Novel body fat estimation using machine learning and 3-dimensional optical imaging

Abstract

Estimates of body composition have been derived using 3-dimensional optical imaging (3DO), but no equations to date have been calibrated using a 4-component (4C) model criterion. This investigation reports the development of a novel body fat prediction formula using anthropometric data from 3DO imaging and a 4C model. Anthropometric characteristics and body composition of 179 participants were measured via 3DO (Size Stream® SS20) and a 4C model. Machine learning was used to identify significant anthropometric predictors of body fat (BF%), and stepwise/lasso regression analyses were employed to develop new 3DO-derived BF% prediction equations. The combined equation was externally cross-validated using paired 3DO and DXA assessments (n = 158), producing a R2 value of 0.78 and a constant error of (X ± SD) 0.8 ± 4.5%. 3DO BF% estimates demonstrated equivalence with DXA based on equivalence testing with no proportional bias in the Bland-Altman analysis. Machine learning methods may hold potential for enhancing 3DO-derived BF% estimates.
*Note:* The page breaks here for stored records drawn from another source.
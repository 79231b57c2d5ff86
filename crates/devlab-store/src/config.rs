//! Store selection

use crate::error::StoreResult;
use crate::memory::MemoryScenarioStore;
use crate::sqlite::SqliteScenarioStore;
use crate::store::ScenarioStore;
use serde::{Deserialize, Serialize};
use std::path::PathBuf;
use std::sync::Arc;

/// Which backend holds scenario records
#[derive(Debug, Clone, Copy, PartialEq, Eq, Default, Serialize, Deserialize)]
#[serde(rename_all = "lowercase")]
pub enum StoreBackend {
    /// Process-local, lost on exit
    Memory,
    /// SQLite file
    #[default]
    Sqlite,
}

/// Metadata store configuration
#[derive(Debug, Clone, PartialEq, Eq, Serialize, Deserialize)]
#[serde(default)]
pub struct StoreConfig {
    /// Backend
    pub backend: StoreBackend,
    /// Database file for the SQLite backend
    pub sqlite_path: PathBuf,
}

impl StoreConfig {
    /// In-memory store
    #[inline]
    #[must_use]
    pub fn memory() -> Self {
        Self {
            backend: StoreBackend::Memory,
            ..Self::default()
        }
    }

    /// With SQLite database file
    #[inline]
    #[must_use]
    pub fn with_sqlite_path(mut self, path: impl Into<PathBuf>) -> Self {
        self.backend = StoreBackend::Sqlite;
        self.sqlite_path = path.into();
        self
    }

    /// Open the configured backend
    ///
    /// # Errors
    /// - `StoreError::Backend` if the database cannot be opened
    pub fn open(&self) -> StoreResult<Arc<dyn ScenarioStore>> {
        Ok(match self.backend {
            StoreBackend::Memory => Arc::new(MemoryScenarioStore::new()),
            StoreBackend::Sqlite => Arc::new(SqliteScenarioStore::open(&self.sqlite_path)?),
        })
    }
}

impl Default for StoreConfig {
    fn default() -> Self {
        Self {
            backend: StoreBackend::Sqlite,
            sqlite_path: PathBuf::from("devlab.db"),
        }
    }
}
//! Response shapes returned by the lifecycle manager
//!
//! These are transport-neutral; the transport layer encodes them as it sees
//! fit (JSON field names match the historical REST payloads).

use crate::scenario::{ScenarioId, ScenarioStatus};
use crate::tree::FileNode;
use serde::{Deserialize, Serialize};

/// Result of provisioning a scenario
#[derive(Debug, Clone, PartialEq, Eq, Serialize, Deserialize)]
pub struct StartScenarioResponse {
    /// Newly generated ID
    pub scenario_id: ScenarioId,
    /// Always `provisioning` on success
    pub status: ScenarioStatus,
}

/// Reconciled status snapshot
#[derive(Debug, Clone, PartialEq, Eq, Serialize, Deserialize)]
pub struct ScenarioStatusResponse {
    /// Scenario
    pub scenario_id: ScenarioId,
    /// Owner
    pub user_id: String,
    /// Scenario type
    pub scenario_type: String,
    /// Backing resource
    pub container_id: String,
    /// Status after reconciliation
    pub status: ScenarioStatus,
    /// Raw runtime state (`not_found`, `unknown`, or the engine's state)
    #[serde(default, skip_serializing_if = "Option::is_none")]
    pub container_status: Option<String>,
    /// Human-readable note
    pub message: String,
}

/// Reachable terminal address
#[derive(Debug, Clone, PartialEq, Eq, Serialize, Deserialize)]
pub struct TerminalUrlResponse {
    /// Scenario
    pub scenario_id: ScenarioId,
    /// `http://host:port`
    pub url: String,
    /// Human-readable note
    pub message: String,
}

/// Workspace tree snapshot
#[derive(Debug, Clone, PartialEq, Eq, Serialize, Deserialize)]
pub struct DirectoryStructureResponse {
    /// Scenario
    pub scenario_id: ScenarioId,
    /// Tree root
    pub path: String,
    /// Flat node list, linked by path
    pub structure: Vec<FileNode>,
    /// Human-readable note
    pub message: String,
}
//! Runtime backend configuration

use crate::catalog::ImageCatalog;
use crate::ports::PortAllocator;
use serde::{Deserialize, Serialize};
use std::time::Duration;

/// Container runtime configuration
#[derive(Debug, Clone, PartialEq, Eq, Serialize, Deserialize)]
#[serde(default)]
pub struct RuntimeConfig {
    /// First host port handed to sandboxes
    pub port_range_start: u16,
    /// Last host port handed to sandboxes
    pub port_range_end: u16,
    /// Wait after start before checking the container stayed up
    #[serde(with = "humantime_serde")]
    pub startup_grace: Duration,
    /// Grace period given to a container on stop
    #[serde(with = "humantime_serde")]
    pub stop_timeout: Duration,
    /// Scenario type → image mapping
    pub catalog: ImageCatalog,
}

impl RuntimeConfig {
    /// Create default configuration
    #[inline]
    #[must_use]
    pub fn new() -> Self {
        Self::default()
    }

    /// With host port range
    #[inline]
    #[must_use]
    pub fn with_port_range(mut self, start: u16, end: u16) -> Self {
        self.port_range_start = start;
        self.port_range_end = end;
        self
    }

    /// With startup grace period
    #[inline]
    #[must_use]
    pub fn with_startup_grace(mut self, grace: Duration) -> Self {
        self.startup_grace = grace;
        self
    }

    /// With default image for unknown types
    #[inline]
    #[must_use]
    pub fn with_default_image(mut self, image: impl Into<String>) -> Self {
        self.catalog = self.catalog.with_default_image(image);
        self
    }

    /// Allocator over the configured range
    #[inline]
    #[must_use]
    pub fn port_allocator(&self) -> PortAllocator {
        PortAllocator::new(self.port_range_start, self.port_range_end)
    }
}

impl Default for RuntimeConfig {
    fn default() -> Self {
        Self {
            port_range_start: 3001,
            port_range_end: 3009,
            startup_grace: Duration::from_secs(5),
            stop_timeout: Duration::from_secs(10),
            catalog: ImageCatalog::default(),
        }
    }
}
Trial registration: ClinicalTrials.gov NCT03637855.

Conflict of interest statement

Conflict of Interest

Size Stream, LLC, the manufacturer of the 3D scanner utilized in the present study, supported the project through equipment loan/donation to the study sites. However, monetary funding was not provided to the study sites or investigators as part of this project. Size Stream, LLC was also involved in the study design, execution, analysis, and interpretation of the study results. D.B. is employed by Size Stream, LLC, and B.S. is a paid analysis consultant for Size Stream, LLC. S.B.H. is on the medical advisory board for Tanita Medical. J.A.S. has received in-kind support from Size Stream, LLC, Styku, and FIT3D and has received research funding from Hologic and General Electric (GE) Healthcare. G.M.T. has received in-kind support from Size Stream, LLC, Naked Labs Inc., RJL Systems, MuscleSound, and Biospace, Inc. (DBA InBody). The remaining authors declare no potential conflicts of interest.

Figures

Figure 1.. Decision Tree Analysis.

Machine learning (i.e., decision tree analysis) identified lower abdomen circumference (AC) as the primary anthropometric factor that distinguished between higher and lower 4-component model body fat percentage, with a criterion separation point of 103.5 cm (40.75 inches). The decision tree procedures further produced the two body fat percentage equations displayed in the manuscript. Abbreviations. AC: lower abdominal circumference in cm, ATI: appendage-to-trunk index, BSA: body surface area in cm2, TC: thigh circumference (right) in cm

Figure 2.. Validation of 3DO Body Fat Estimates.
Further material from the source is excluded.